Florence le quitó la invitación de la mano con delicadeza y se mordió el labio.

—Gracias. Es de mis padres. No tengo ni idea de qué significa. Supongo que tendré que ir.

—¿Vas a ausentarte otra vez de Florencia, Florence? —Le dedicó una sonrisita—. Lo cierto es que empezamos a tener mucha práctica en el arte de echarte de menos.

Se meció sobre los talones y se tocó el ala de un sombrero imaginario.

—¿Por qué? ¿Es que me necesitabas para algo, Pet… profesor?

Él la miró un tanto perplejo.

—Santo cielo, no. ¿Por qué piensas eso?

Otro desaire, otra pequeña pulla, pero Florence no se inmutó. Conocía su secretillo y se alegraba de guardarlo a buen recaudo hasta que Peter sintiera la necesidad de servirse de nuevo de ella. Inclinó la cabeza como si fuera una dama despidiéndose de un caballero.

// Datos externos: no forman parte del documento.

//! Sign-in risk from raw identity-provider events.
//!
//! Cleaning keeps only LOGIN and LOGIN_ERROR events that carry a user id.
//! Per user the risk is the running ratio of successes to total attempts,
//! tracked as an ordered chain starting at 0. A one-step linear
//! prediction (the difference of the last two chain values) is blended
//! with the current value to damp single-event noise while staying
//! responsive to a trend.

use cordon_store::AuthEvent;
use serde::{Deserialize, Serialize};
use std::collections::HashMap;
use tracing::debug;

/// A raw event as delivered by the identity provider, before cleaning.
#[derive(Debug, Clone, Serialize, Deserialize)]
pub struct RawAuthEvent {
    /// Event time, when present.
    pub time: Option<String>,
    /// Provider event type.
    #[serde(rename = "type")]
    pub event_type: Option<String>,
    /// Subject, absent on some provider-internal events.
    pub user_id: Option<String>,
    /// Source address.
    pub ip_address: Option<String>,
    /// Authentication mechanism.
    pub auth_type: Option<String>,
}

/// Per-user running counters and risk chain.
#[derive(Debug, Clone, Default)]
pub struct SignalHistory {
    success_count: u32,
    failure_count: u32,
    chain: Vec<f64>,
}

impl SignalHistory {
    /// Start a history with the conventional leading 0 chain entry.
    pub fn new() -> Self {
        Self {
            success_count: 0,
            failure_count: 0,
            chain: vec![0.0],
        }
    }

    /// Record one authentication outcome and return the updated risk.
    pub fn observe(&mut self, auth_status: u8) -> f64 {
        if auth_status == 1 {
            self.success_count += 1;
        } else {
            self.failure_count += 1;
        }
        let total = self.success_count + self.failure_count;
        let risk = f64::from(self.success_count) / f64::from(total);
        self.chain.push(risk);
        risk
    }

    /// The current (latest) risk value, when any event has been observed.
    pub fn current_risk(&self) -> Option<f64> {
        if self.success_count + self.failure_count == 0 {
            None
        } else {
            self.chain.last().copied()
        }
    }

    /// The ordered chain of risk values, including the leading 0.
    pub fn chain(&self) -> &[f64] {
        &self.chain
    }
}

/// One-step prediction from the last two chain values. `None` when fewer
/// than two points exist.
pub fn predicted_risk(chain: &[f64], current: f64) -> Option<f64> {
    if chain.len() < 2 {
        return None;
    }
    let delta = chain[chain.len() - 1] - chain[chain.len() - 2];
    Some(current + delta)
}

/// Blend of current and predicted risk; the current value unchanged when
/// no prediction exists.
pub fn smoothed_risk(chain: &[f64], current: f64) -> f64 {
    match predicted_risk(chain, current) {
        Some(predicted) => (current + predicted) / 2.0,
        None => current,
    }
}

/// Clean raw events and compute each event's sign-in risk.
///
/// Events without a user id are dropped, LOGIN maps to status 1,
/// LOGIN_ERROR to status 0, and every other type is dropped. Each kept
/// event carries the user's smoothed risk as of that event.
pub fn clean_and_score(raw: Vec<RawAuthEvent>) -> Vec<AuthEvent> {
    let mut histories: HashMap<String, SignalHistory> = HashMap::new();
    let mut cleaned = Vec::new();

    for event in raw {
        let Some(user_id) = event.user_id else {
            debug!("event without user id dropped");
            continue;
        };
        let event_type = event.event_type.unwrap_or_default();
        let auth_status = match event_type.as_str() {
            "LOGIN" => 1,
            "LOGIN_ERROR" => 0,
            _ => {
                debug!(event_type = %event_type, "non-login event dropped");
                continue;
            }
        };

        let history = histories.entry(user_id.clone()).or_insert_with(SignalHistory::new);
        let current = history.observe(auth_status);
        // Blending can overshoot the unit interval on a steep trend.
        let sign_in_risk = smoothed_risk(history.chain(), current).clamp(0.0, 1.0);

        cleaned.push(AuthEvent {
            id: 0,
            time: event.time.unwrap_or_default(),
            event_type,
            user_id,
            ip_address: event.ip_address,
            auth_type: event.auth_type,
            auth_status,
            sign_in_risk,
        });
    }

    cleaned
}

#[cfg(test)]
mod tests {
    use super::*;

    fn raw(user: Option<&str>, event_type: &str, time: &str) -> RawAuthEvent {
        RawAuthEvent {
            time: Some(time.to_string()),
            event_type: Some(event_type.to_string()),
            user_id: user.map(str::to_string),
            ip_address: None,
            auth_type: Some("password".to_string()),
        }
    }

    #[test]
    fn risk_equals_success_ratio_after_each_event() {
        let mut history = SignalHistory::new();
        let outcomes = [1u8, 0, 1, 1, 0, 1];
        let mut successes = 0u32;
        for (i, status) in outcomes.iter().enumerate() {
            if *status == 1 {
                successes += 1;
            }
            let risk = history.observe(*status);
            let expected = f64::from(successes) / (i as f64 + 1.0);
            assert!((risk - expected).abs() < 1e-12);
            assert!((0.0..=1.0).contains(&risk));
        }
    }

    #[test]
    fn prediction_and_smoothing_follow_the_chain() {
        // History [0, 1.0, 0.5]: delta -0.5, predicted 0.0, smoothed 0.25.
        let chain = [0.0, 1.0, 0.5];
        assert_eq!(predicted_risk(&chain, 0.5), Some(0.0));
        assert_eq!(smoothed_risk(&chain, 0.5), 0.25);
    }

    #[test]
    fn single_point_chain_is_not_smoothed() {
        let chain = [0.7];
        assert_eq!(predicted_risk(&chain, 0.7), None);
        assert_eq!(smoothed_risk(&chain, 0.7), 0.7);
    }

    #[test]
    fn cleaning_drops_null_users_and_other_event_types() {
        let cleaned = clean_and_score(vec![
            raw(None, "LOGIN", "2024-01-01 09:00:00"),
            raw(Some("u1"), "CODE_TO_TOKEN", "2024-01-01 09:01:00"),
            raw(Some("u1"), "LOGIN", "2024-01-01 09:02:00"),
            raw(Some("u1"), "LOGIN_ERROR", "2024-01-01 09:03:00"),
        ]);

        assert_eq!(cleaned.len(), 2);
        assert_eq!(cleaned[0].auth_status, 1);
        assert_eq!(cleaned[1].auth_status, 0);
        assert_eq!(cleaned[1].user_id, "u1");
    }

    #[test]
    fn scored_events_stay_in_unit_interval() {
        let cleaned = clean_and_score(vec![
            raw(Some("u1"), "LOGIN_ERROR", "t1"),
            raw(Some("u1"), "LOGIN", "t2"),
            raw(Some("u1"), "LOGIN", "t3"),
        ]);
        for event in &cleaned {
            assert!((0.0..=1.0).contains(&event.sign_in_risk));
        }
        // First event: chain [0, 0], current 0, smoothed 0.
        assert_eq!(cleaned[0].sign_in_risk, 0.0);
    }
}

—Entonces, Peter, he de decirte adiós, por ahora. No para siempre, empero —dijo, pero también sonó mal.

Él se había alejado hacia la puerta giratoria sin decirle adiós. Florence se dirigió hacia la entrada, cojeando, y al echar un vistazo a la invitación volvió a asaltarla un sentimiento de extrañeza. Mamá quería que estuvieran todos presentes.

¿Por qué? ¿Se trataba de su padre? ¿De Daisy?

Y de pronto se dio cuenta, aunque no lo hubiera considerado hasta ese instante, de que ya conocía la respuesta.